Valorisation of animal and plant biomass into wound dressings

Despite medical advances in acute trauma care, haemorrhage after injury contributes to over half of the five million traumatic deaths that occur every year. As such, this has placed a huge burden in the healthcare sector. Effective control of hemorrhage will lead to dramatic reductions in pre-hospital and in-hospital mortality. Even though there are many hemostatic agents available in the market, they still face problems with biocompatibility and processing. Individually, collagen and cellulose have excellent biocompatibility and biological properties, but their combined hemostatic property has not been fully explored. Collagen generally exhibits poor mechanical and physical properties that limits its potential applications in its native form, hence the incorporation of cellulose aims to overcome these problems.
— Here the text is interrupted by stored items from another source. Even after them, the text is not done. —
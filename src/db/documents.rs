//! Document rows and their optimistic status transitions.
//!
//! Every transition is a conditional `UPDATE … WHERE status IN (…)`;
//! zero rows affected means another worker advanced the row first, which
//! callers treat as benign. Successful transitions also append a
//! `lifecycle` event so the audit trail covers every state change.

use serde_json::json;

use crate::db::{now, Database, NewEvent};
use crate::types::{DocumentStatus, EventCategory};

/// Columns selected for a full document record.
const DOCUMENT_COLUMNS: &str = "id, filename, status, document_type, extracted_text, \
     structured_data, structured_data_generic, summary, series_prompt_id, \
     extraction_method, ocr_confidence, page_count, retry_count, error_message, \
     source_folder, user_id, created_at, updated_at";

/// A full row from the `documents` table.
#[derive(Debug, Clone, sqlx::FromRow)]
pub struct DocumentRecord {
    /// Document UUID (string form).
    pub id: String,
    /// Original folder name from the inbox.
    pub filename: String,
    /// Raw status column; use [`DocumentRecord::status`].
    pub status: String,
    /// Type assigned by the classifier.
    pub document_type: Option<String>,
    /// OCR output text.
    pub extracted_text: Option<String>,
    /// Series-scoped extraction JSON.
    pub structured_data: Option<String>,
    /// Generic extraction JSON, written once per successful summarize.
    pub structured_data_generic: Option<String>,
    /// Short human summary from the generic extraction.
    pub summary: Option<String>,
    /// Prompt that produced `structured_data`.
    pub series_prompt_id: Option<i64>,
    /// Which extraction(s) populated structured data.
    pub extraction_method: Option<String>,
    /// Average OCR confidence.
    pub ocr_confidence: Option<f64>,
    /// Number of input files processed by OCR.
    pub page_count: Option<i64>,
    /// Retries consumed from the budget.
    pub retry_count: i64,
    /// Terminal failure reason, if any.
    pub error_message: Option<String>,
    /// Absolute path of the registered inbox folder.
    pub source_folder: String,
    /// Owning user.
    pub user_id: String,
    /// Creation timestamp (RFC 3339).
    pub created_at: String,
    /// Last update timestamp (RFC 3339).
    pub updated_at: String,
}
//! Files: tag-signature-defined aggregations across documents.
//!
//! Membership is computed by tag intersection (any matching tag), not by
//! explicit inserts alone; `refresh_file_membership` rebuilds the
//! junction from the current tag state before each summary generation.

use serde_json::json;

use crate::db::documents::DocumentRecord;
use crate::db::{now, Database, NewEvent};
use crate::normalize::{normalize_tag, tag_signature};
use crate::types::{EventCategory, FileStatus};

/// Columns selected for a full file record.
const FILE_COLUMNS: &str = "id, tags, tag_signature, document_count, first_document_date, \
     last_document_date, summary_text, summary_metadata, status, prompt_version, retry_count, \
     error_message, user_id, created_at, updated_at";

/// A row from the `files` table.
#[derive(Debug, Clone, sqlx::FromRow)]
pub struct FileRecord {
    /// Auto-increment file id.
    pub id: i64,
    /// JSON array of the file's tags as given.
    pub tags: String,
    /// Sorted, lowercased, `:`-joined tag list; unique per user.
    pub tag_signature: String,
    /// Member count at last refresh.
    pub document_count: i64,
    /// Oldest member creation date.
    pub first_document_date: Option<String>,
    /// Newest member creation date.
    pub last_document_date: Option<String>,
    /// Generated summary text.
    pub summary_text: Option<String>,
    /// Generated summary metadata JSON.
    pub summary_metadata: Option<String>,
    /// Raw status column; use [`FileRecord::status`].
    pub status: String,
    /// Version of the file_summarizer prompt that produced the summary.
    pub prompt_version: Option<i64>,
    /// Retries consumed from the budget.
    pub retry_count: i64,
    /// Terminal failure reason, if any.
    pub error_message: Option<String>,
    /// Owning user.
    pub user_id: String,
    /// Creation timestamp.
    pub created_at: String,
    /// Last update timestamp.
    pub updated_at: String,
}

impl FileRecord {
    /// Parsed lifecycle status.
    pub fn status(&self) -> FileStatus {
        FileStatus::parse(&self.status).unwrap_or(FileStatus::Failed)
    }

    /// The tag list parsed from its JSON column.
    pub fn tag_list(&self) -> Vec<String> {
        serde_json::from_str(&self.tags).unwrap_or_default()
    }
}

impl Database {
    /// Fetch one file by id.
    ///
    /// # Errors
    ///
    /// Returns an error if the database read fails.
    pub async fn file(&self, id: i64) -> anyhow::Result<Option<FileRecord>> {
        let sql = format!("SELECT {FILE_COLUMNS} FROM files WHERE id = ?1");
        let row = sqlx::query_as::<_, FileRecord>(&sql)
            .bind(id)
            .fetch_optional(self.pool())
            .await?;
        Ok(row)
    }

    /// Create a file for a tag list if its signature is new, then return
    /// the row.
    ///
    /// # Errors
    ///
    /// Returns an error if the database access fails.
    pub async fn create_or_get_file(
        &self,
        tags: &[String],
        user_id: &str,
    ) -> anyhow::Result<FileRecord> {
        let signature = tag_signature(tags);
        let tags_json = serde_json::to_string(tags)?;
        let ts = now();
        sqlx::query(
            "INSERT OR IGNORE INTO files (tags, tag_signature, status, user_id, created_at, updated_at)
             VALUES (?1, ?2, 'pending', ?3, ?4, ?4)",
        )
        .bind(&tags_json)
        .bind(&signature)
        .bind(user_id)
        .bind(&ts)
        .execute(self.pool())
        .await?;

        let sql = format!(
            "SELECT {FILE_COLUMNS} FROM files WHERE tag_signature = ?1 AND user_id = ?2"
        );
        sqlx::query_as::<_, FileRecord>(&sql)
            .bind(&signature)
            .bind(user_id)
            .fetch_optional(self.pool())
            .await?
            .ok_or_else(|| anyhow::anyhow!("file vanished after create: {signature}"))
    }

    /// Files currently in any of the given statuses, oldest first.
    ///
    /// # Errors
    ///
    /// Returns an error if the database read fails.
    pub async fn files_by_status(
        &self,
        statuses: &[FileStatus],
        limit: i64,
    ) -> anyhow::Result<Vec<FileRecord>> {
        if statuses.is_empty() {
            return Ok(Vec::new());
        }
        let placeholders = vec!["?"; statuses.len()].join(", ");
        let sql = format!(
            "SELECT {FILE_COLUMNS} FROM files
             WHERE status IN ({placeholders})
             ORDER BY updated_at ASC
             LIMIT ?"
        );
        let mut query = sqlx::query_as::<_, FileRecord>(&sql);
        for status in statuses {
            query = query.bind(status.as_str());
        }
        let rows = query.bind(limit).fetch_all(self.pool()).await?;
        Ok(rows)
    }

    /// Conditional file status transition with lifecycle event logging.
    ///
    /// # Errors
    ///
    /// Returns an error if the database write fails.
    pub async fn transition_file(
        &self,
        id: i64,
        from: &[FileStatus],
        to: FileStatus,
        user_id: &str,
    ) -> anyhow::Result<bool> {
        let placeholders = vec!["?"; from.len()].join(", ");
        let sql = format!(
            "UPDATE files SET status = ?, updated_at = ? WHERE id = ? AND status IN ({placeholders})"
        );
        let mut query = sqlx::query(&sql).bind(to.as_str()).bind(now()).bind(id);
        for status in from {
            query = query.bind(status.as_str());
        }
        let moved = query.execute(self.pool()).await?.rows_affected() > 0;

        if moved {
            self.log_event(&NewEvent {
                category: EventCategory::Lifecycle,
                event_type: "file_transition".to_owned(),
                file_id: Some(id),
                details: json!({ "to": to.as_str() }),
                user_id: user_id.to_owned(),
                ..NewEvent::default()
            })
            .await?;
        }
        Ok(moved)
    }

    /// Mark files containing any of the given normalized tags as
    /// outdated because membership changed.
    ///
    /// Only `generated` and `failed` files move; pending/outdated ones
    /// are already due for (re)generation.
    ///
    /// # Errors
    ///
    /// Returns an error if the database access fails.
    pub async fn outdate_files_with_tag(&self, tag: &str, user_id: &str) -> anyhow::Result<u64> {
        let normalized = normalize_tag(tag);
        let candidates = sqlx::query_as::<_, FileRecord>(&format!(
            "SELECT {FILE_COLUMNS} FROM files WHERE user_id = ?1 AND status IN ('generated', 'failed')"
        ))
        .bind(user_id)
        .fetch_all(self.pool())
        .await?;

        let mut outdated: u64 = 0;
        for file in candidates {
            let has_tag = file
                .tag_list()
                .iter()
                .any(|t| normalize_tag(t) == normalized);
            if has_tag
                && self
                    .transition_file(
                        file.id,
                        &[FileStatus::Generated, FileStatus::Failed],
                        FileStatus::Outdated,
                        user_id,
                    )
                    .await?
            {
                outdated = outdated.saturating_add(1);
            }
        }
        Ok(outdated)
    }

    /// Rebuild the file's membership from the current tag state.
    ///
    /// A document is a member when any of its tags matches any of the
    /// file's tags (normalized). Updates `document_count` and the
    /// first/last member dates; returns the member count.
    ///
    /// # Errors
    ///
    /// Returns an error if the database access fails.
    pub async fn refresh_file_membership(&self, file_id: i64) -> anyhow::Result<i64> {
        let Some(file) = self.file(file_id).await? else {
            anyhow::bail!("file not found: {file_id}");
        };
        let normalized: Vec<String> = file.tag_list().iter().map(|t| normalize_tag(t)).collect();

        sqlx::query("DELETE FROM file_documents WHERE file_id = ?1")
            .bind(file_id)
            .execute(self.pool())
            .await?;

        if !normalized.is_empty() {
            let placeholders = vec!["?"; normalized.len()].join(", ");
            let sql = format!(
                "INSERT OR IGNORE INTO file_documents (file_id, document_id, added_at)
                 SELECT DISTINCT ?, dt.document_id, ?
                 FROM document_tags dt
                 JOIN tags t ON t.id = dt.tag_id
                 WHERE t.tag_normalized IN ({placeholders})"
            );
            let mut query = sqlx::query(&sql).bind(file_id).bind(now());
            for tag in &normalized {
                query = query.bind(tag);
            }
            query.execute(self.pool()).await?;
        }

        let stats: (i64, Option<String>, Option<String>) = sqlx::query_as(
            "SELECT COUNT(*), MIN(d.created_at), MAX(d.created_at)
             FROM file_documents fd
             JOIN documents d ON d.id = fd.document_id
             WHERE fd.file_id = ?1",
        )
        .bind(file_id)
        .fetch_one(self.pool())
        .await?;

        sqlx::query(
            "UPDATE files SET document_count = ?2, first_document_date = ?3,
                 last_document_date = ?4, updated_at = ?5
             WHERE id = ?1",
        )
        .bind(file_id)
        .bind(stats.0)
        .bind(&stats.1)
        .bind(&stats.2)
        .bind(now())
        .execute(self.pool())
        .await?;

        Ok(stats.0)
    }

    /// Member documents of a file, newest first, for summary aggregation.
    ///
    /// # Errors
    ///
    /// Returns an error if the database read fails.
    pub async fn file_member_documents(
        &self,
        file_id: i64,
    ) -> anyhow::Result<Vec<DocumentRecord>> {
        let rows = sqlx::query_as::<_, DocumentRecord>(
            "SELECT d.id, d.filename, d.status, d.document_type, d.extracted_text,
                    d.structured_data, d.structured_data_generic, d.summary, d.series_prompt_id,
                    d.extraction_method, d.ocr_confidence, d.page_count, d.retry_count,
                    d.error_message, d.source_folder, d.user_id, d.created_at, d.updated_at
             FROM documents d
             JOIN file_documents fd ON fd.document_id = d.id
             WHERE fd.file_id = ?1
             ORDER BY d.created_at DESC",
        )
        .bind(file_id)
        .fetch_all(self.pool())
        .await?;
        Ok(rows)
    }

    /// Persist a generated summary and move to `generated`.
    ///
    /// # Errors
    ///
    /// Returns an error if the database write fails.
    pub async fn complete_file_summary(
        &self,
        id: i64,
        summary_text: &str,
        summary_metadata: &str,
        prompt_version: i64,
        user_id: &str,
    ) -> anyhow::Result<bool> {
        let moved = sqlx::query(
            "UPDATE files
             SET status = 'generated', summary_text = ?2, summary_metadata = ?3,
                 prompt_version = ?4, error_message = NULL, updated_at = ?5
             WHERE id = ?1 AND status IN ('generating', 'regenerating')",
        )
        .bind(id)
        .bind(summary_text)
        .bind(summary_metadata)
        .bind(prompt_version)
        .bind(now())
        .execute(self.pool())
        .await?
        .rows_affected()
            > 0;

        if moved {
            self.log_event(&NewEvent {
                category: EventCategory::Lifecycle,
                event_type: "file_transition".to_owned(),
                file_id: Some(id),
                details: json!({ "to": "generated" }),
                user_id: user_id.to_owned(),
                ..NewEvent::default()
            })
            .await?;
        }
        Ok(moved)
    }

    /// Mark a file terminally failed with a reason.
    ///
    /// # Errors
    ///
    /// Returns an error if the database write fails.
    pub async fn fail_file(&self, id: i64, error_message: &str, user_id: &str) -> anyhow::Result<()> {
        sqlx::query(
            "UPDATE files SET status = 'failed', error_message = ?2, updated_at = ?3 WHERE id = ?1",
        )
        .bind(id)
        .bind(error_message)
        .bind(now())
        .execute(self.pool())
        .await?;

        self.log_event(&NewEvent {
            category: EventCategory::Error,
            event_type: "file_failed".to_owned(),
            file_id: Some(id),
            details: json!({ "error": error_message }),
            user_id: user_id.to_owned(),
            ..NewEvent::default()
        })
        .await?;
        Ok(())
    }

    /// Increment the retry counter and return the new value.
    ///
    /// # Errors
    ///
    /// Returns an error if the database write fails.
    pub async fn bump_file_retry(&self, id: i64) -> anyhow::Result<i64> {
        sqlx::query("UPDATE files SET retry_count = retry_count + 1, updated_at = ?2 WHERE id = ?1")
            .bind(id)
            .bind(now())
            .execute(self.pool())
            .await?;
        let row: Option<(i64,)> = sqlx::query_as("SELECT retry_count FROM files WHERE id = ?1")
            .bind(id)
            .fetch_optional(self.pool())
            .await?;
        Ok(row.map(|(n,)| n).unwrap_or(0))
    }

    /// Files stuck in a generating state older than the cutoff.
    ///
    /// # Errors
    ///
    /// Returns an error if the database read fails.
    pub async fn stale_in_flight_files(
        &self,
        cutoff_rfc3339: &str,
    ) -> anyhow::Result<Vec<FileRecord>> {
        let sql = format!(
            "SELECT {FILE_COLUMNS} FROM files
             WHERE status IN ('generating', 'regenerating') AND updated_at < ?1
             ORDER BY updated_at ASC"
        );
        let rows = sqlx::query_as::<_, FileRecord>(&sql)
            .bind(cutoff_rfc3339)
            .fetch_all(self.pool())
            .await?;
        Ok(rows)
    }

    /// Recovery reset: put the file back to `target` and charge one retry.
    ///
    /// # Errors
    ///
    /// Returns an error if the database write fails.
    pub async fn reset_file_for_retry(
        &self,
        id: i64,
        target: FileStatus,
        user_id: &str,
    ) -> anyhow::Result<()> {
        sqlx::query(
            "UPDATE files SET status = ?2, retry_count = retry_count + 1, updated_at = ?3
             WHERE id = ?1",
        )
        .bind(id)
        .bind(target.as_str())
        .bind(now())
        .execute(self.pool())
        .await?;

        self.log_event(&NewEvent {
            category: EventCategory::Recovery,
            event_type: "file_reset".to_owned(),
            file_id: Some(id),
            details: json!({ "reset_to": target.as_str() }),
            user_id: user_id.to_owned(),
            ..NewEvent::default()
        })
        .await?;
        Ok(())
    }
}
Cellulose in the form of cellulose nanofibrils (CNFs) exhibit tunable surface chemistry, easy functionality and high aspect ratio nanostructures, making it a suitable candidate as reinforcement material. In this study, cellulose nanofibrils (CNFs) were extracted from various sources of cellulose via TEMPO-mediated oxidation prior to incorporation with bullfrog collagen to make a nanocomposite sponge as a sustainable hemostatic dressing. Formulation variables included material mass, sources of cellulose, and types of crosslinker were explored targeted to develop a nanocomposite wound dressing with good structural integrity and high water uptake.Cytocompatibility testing showed favourable attachment and spreading of viable Human Dermal Fibroblast (HDF) cells seeded on the nanocomposite sponge as confirmed by live-dead assay. Overall, exploring this strategy of preparing hemostatic dressings through valorisation for prehospital phase of wound care can help to reduce waste and work towards a circular bioeconomy.